§ **Problem description**: Search each line below for "document", then return the lines where it appears.

§ **Material for this task**:
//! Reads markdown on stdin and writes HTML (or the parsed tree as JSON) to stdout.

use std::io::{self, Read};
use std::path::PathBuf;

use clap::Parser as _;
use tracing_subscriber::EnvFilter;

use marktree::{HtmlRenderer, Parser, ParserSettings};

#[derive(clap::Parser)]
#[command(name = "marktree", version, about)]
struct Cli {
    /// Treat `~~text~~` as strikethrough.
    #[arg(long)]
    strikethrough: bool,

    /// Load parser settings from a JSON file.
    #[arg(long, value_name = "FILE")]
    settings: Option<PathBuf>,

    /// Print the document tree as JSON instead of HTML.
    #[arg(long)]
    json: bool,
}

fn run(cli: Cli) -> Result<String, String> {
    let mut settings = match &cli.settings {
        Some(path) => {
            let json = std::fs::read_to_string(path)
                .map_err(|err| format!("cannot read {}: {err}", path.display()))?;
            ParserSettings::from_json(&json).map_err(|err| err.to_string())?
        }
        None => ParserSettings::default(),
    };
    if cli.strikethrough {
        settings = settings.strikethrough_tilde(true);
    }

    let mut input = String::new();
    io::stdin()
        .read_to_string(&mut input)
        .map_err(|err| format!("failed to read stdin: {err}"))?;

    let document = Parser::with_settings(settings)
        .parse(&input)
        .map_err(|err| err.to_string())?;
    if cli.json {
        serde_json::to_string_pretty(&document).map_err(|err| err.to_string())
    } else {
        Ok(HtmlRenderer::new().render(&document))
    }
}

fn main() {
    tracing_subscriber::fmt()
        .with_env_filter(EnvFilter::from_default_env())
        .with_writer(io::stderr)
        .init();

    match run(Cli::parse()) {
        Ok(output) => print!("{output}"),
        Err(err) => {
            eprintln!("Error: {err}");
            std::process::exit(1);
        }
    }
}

§ **Written answer**:
    /// Print the document tree as JSON instead of HTML.
    let document = Parser::with_settings(settings)
        serde_json::to_string_pretty(&document).map_err(|err| err.to_string())
        Ok(HtmlRenderer::new().render(&document))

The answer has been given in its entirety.